**What you have to do**. Could you retype, exactly as written, every line from the top of the records through the line that contains "if let Some(registry)"?

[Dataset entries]
▽
//! In-process publish/subscribe for [`DispatchEvent`]s.
//!
//! Delivery is synchronous: `publish` runs every handler registered for the
//! event's type, in registration order, on the caller's thread. There is no
//! queue, persistence, or retry; a late subscriber never sees a past event.
//! A failing or panicking handler is logged and skipped; the publisher and
//! the remaining handlers are unaffected.

use crate::error::Result;
use crate::events::{DispatchEvent, EventType};
use std::panic::{AssertUnwindSafe, catch_unwind};
use std::sync::{Arc, Mutex, MutexGuard, Weak};
use tracing::{debug, warn};

/// Event handler callback.
pub type Handler = Arc<dyn Fn(&DispatchEvent) -> Result<()> + Send + Sync>;

struct Registration {
    id: u64,
    event_type: EventType,
    handler: Handler,
}

#[derive(Default)]
struct Registry {
    next_id: u64,
    handlers: Vec<Registration>,
}

/// Cloneable handle to a shared handler registry.
#[derive(Clone, Default)]
pub struct EventBus {
    registry: Arc<Mutex<Registry>>,
}

impl std::fmt::Debug for EventBus {
    fn fmt(&self, f: &mut std::fmt::Formatter<'_>) -> std::fmt::Result {
        f.debug_struct("EventBus")
            .field("subscribers", &self.subscriber_count())
            .finish()
    }
}

/// Handle returned by [`EventBus::subscribe`].
///
/// Dropping it leaves the handler registered; call
/// [`unsubscribe`](Subscription::unsubscribe) to remove it.
#[derive(Debug)]
pub struct Subscription {
    id: u64,
    registry: Weak<Mutex<Registry>>,
}

impl Subscription {
    /// Remove the handler. Events published afterwards are not delivered to it.
    pub fn unsubscribe(self) {
        if let Some(registry) = self.registry.upgrade() {
            lock(&registry).handlers.retain(|r| r.id != self.id);
        }
    }
}

fn lock(registry: &Mutex<Registry>) -> MutexGuard<'_, Registry> {
    // A panicking handler never runs under this lock, but recover anyway.
    registry.lock().unwrap_or_else(|poison| poison.into_inner())
}

impl EventBus {
    pub fn new() -> Self {
        Self::default()
    }

    /// Register `handler` for events of `event_type`.
    pub fn subscribe<F>(&self, event_type: EventType, handler: F) -> Subscription
    where
        F: Fn(&DispatchEvent) -> Result<()> + Send + Sync + 'static,
    {
        let mut registry = lock(&self.registry);
        registry.next_id += 1;
        let id = registry.next_id;
        registry.handlers.push(Registration {
            id,
            event_type,
            handler: Arc::new(handler),
        });

        Subscription {
            id,
            registry: Arc::downgrade(&self.registry),
        }
    }

    /// Deliver `event` to every handler registered for its type.
    ///
    /// Returns the number of handlers that completed successfully.
    pub fn publish(&self, event: &DispatchEvent) -> usize {
        // Snapshot so handlers may subscribe or publish re-entrantly.
        let handlers: Vec<Handler> = lock(&self.registry)
            .handlers
            .iter()
            .filter(|r| r.event_type == event.event_type)
            .map(|r| Arc::clone(&r.handler))
            .collect();

        if handlers.is_empty() {
            debug!(event_type = %event.event_type, "no subscribers for event");
            return 0;
        }

        let mut delivered = 0;
        for handler in handlers {
            match catch_unwind(AssertUnwindSafe(|| handler(event))) {
                Ok(Ok(())) => delivered += 1,
                Ok(Err(e)) => {
                    warn!(event_type = %event.event_type, event_id = %event.id, error = %e, "event handler failed");
                }
                Err(_) => {
                    warn!(event_type = %event.event_type, event_id = %event.id, "event handler panicked");
                }
            }
        }
        delivered
    }

    /// Publish a batch in order.
    pub fn publish_all(&self, events: &[DispatchEvent]) {
        for event in events {
            self.publish(event);
        }
    }

    pub fn subscriber_count(&self) -> usize {
        lock(&self.registry).handlers.len()
    }
}

#[cfg(test)]
mod tests {
    use super::*;
    use crate::error::CrewError;
    use chrono::Utc;

    fn event(event_type: EventType) -> DispatchEvent {
        DispatchEvent::new("e-1", event_type, "alpha", Utc::now())
    }

    fn recorder() -> (Arc<Mutex<Vec<String>>>, impl Fn(&str) -> Box<dyn Fn(&DispatchEvent) -> Result<()> + Send + Sync>) {
        let seen = Arc::new(Mutex::new(Vec::new()));
        let seen_for_factory = Arc::clone(&seen);
        let factory = move |label: &str| {
            let seen = Arc::clone(&seen_for_factory);
            let label = label.to_string();
            Box::new(move |_: &DispatchEvent| {
                seen.lock().unwrap().push(label.clone());
                Ok(())
            }) as Box<dyn Fn(&DispatchEvent) -> Result<()> + Send + Sync>
        };
        (seen, factory)
    }

    #[test]
    fn test_handlers_run_in_registration_order() {
        let bus = EventBus::new();
        let (seen, make) = recorder();
        bus.subscribe(EventType::TaskCreated, make("first"));
        bus.subscribe(EventType::TaskCreated, make("second"));
        bus.subscribe(EventType::TaskCompleted, make("other-type"));

        let delivered = bus.publish(&event(EventType::TaskCreated));

        assert_eq!(delivered, 2);
        assert_eq!(*seen.lock().unwrap(), vec!["first", "second"]);
    }

    #[test]
    fn test_failing_handlers_do_not_stop_siblings() {
        let bus = EventBus::new();
        let (seen, make) = recorder();
        bus.subscribe(EventType::TaskClaimed, |_| {
            Err(CrewError::ActionFailed("boom".to_string()))
        });
        bus.subscribe(EventType::TaskClaimed, |_| panic!("handler bug"));
        bus.subscribe(EventType::TaskClaimed, make("survivor"));

        let delivered = bus.publish(&event(EventType::TaskClaimed));

        assert_eq!(delivered, 1);
        assert_eq!(*seen.lock().unwrap(), vec!["survivor"]);
    }

    #[test]
    fn test_unsubscribe_stops_delivery() {
        let bus = EventBus::new();
        let (seen, make) = recorder();
        let sub = bus.subscribe(EventType::MessageSent, make("gone"));
        bus.subscribe(EventType::MessageSent, make("kept"));

        sub.unsubscribe();
        bus.publish(&event(EventType::MessageSent));

        assert_eq!(*seen.lock().unwrap(), vec!["kept"]);
        assert_eq!(bus.subscriber_count(), 1);
    }

    #[test]
    fn test_late_subscriber_sees_no_past_events() {
        let bus = EventBus::new();
        assert_eq!(bus.publish(&event(EventType::TeamCreated)), 0);

        let (seen, make) = recorder();
        bus.subscribe(EventType::TeamCreated, make("late"));
        assert!(seen.lock().unwrap().is_empty());
    }

    #[test]
    fn test_handlers_may_publish_reentrantly() {
        let bus = EventBus::new();
        let (seen, make) = recorder();
        let inner_bus = bus.clone();
        bus.subscribe(EventType::TaskCompleted, move |e| {
            let mut next = e.clone();
            next.event_type = EventType::TaskUnblocked;
            inner_bus.publish(&next);
            Ok(())
        });
        bus.subscribe(EventType::TaskUnblocked, make("unblocked"));

        bus.publish(&event(EventType::TaskCompleted));

        assert_eq!(*seen.lock().unwrap(), vec!["unblocked"]);
    }
}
△
**Result**.
//! In-process publish/subscribe for [`DispatchEvent`]s.
//!
//! Delivery is synchronous: `publish` runs every handler registered for the
//! event's type, in registration order, on the caller's thread. There is no
//! queue, persistence, or retry; a late subscriber never sees a past event.
//! A failing or panicking handler is logged and skipped; the publisher and
//! the remaining handlers are unaffected.

use crate::error::Result;
use crate::events::{DispatchEvent, EventType};
use std::panic::{AssertUnwindSafe, catch_unwind};
use std::sync::{Arc, Mutex, MutexGuard, Weak};
use tracing::{debug, warn};

/// Event handler callback.
pub type Handler = Arc<dyn Fn(&DispatchEvent) -> Result<()> + Send + Sync>;

struct Registration {
    id: u64,
    event_type: EventType,
    handler: Handler,
}

#[derive(Default)]
struct Registry {
    next_id: u64,
    handlers: Vec<Registration>,
}

/// Cloneable handle to a shared handler registry.
#[derive(Clone, Default)]
pub struct EventBus {
    registry: Arc<Mutex<Registry>>,
}

impl std::fmt::Debug for EventBus {
    fn fmt(&self, f: &mut std::fmt::Formatter<'_>) -> std::fmt::Result {
        f.debug_struct("EventBus")
            .field("subscribers", &self.subscriber_count())
            .finish()
    }
}

/// Handle returned by [`EventBus::subscribe`].
///
/// Dropping it leaves the handler registered; call
/// [`unsubscribe`](Subscription::unsubscribe) to remove it.
#[derive(Debug)]
pub struct Subscription {
    id: u64,
    registry: Weak<Mutex<Registry>>,
}

impl Subscription {
    /// Remove the handler. Events published afterwards are not delivered to it.
    pub fn unsubscribe(self) {
        if let Some(registry) = self.registry.upgrade() {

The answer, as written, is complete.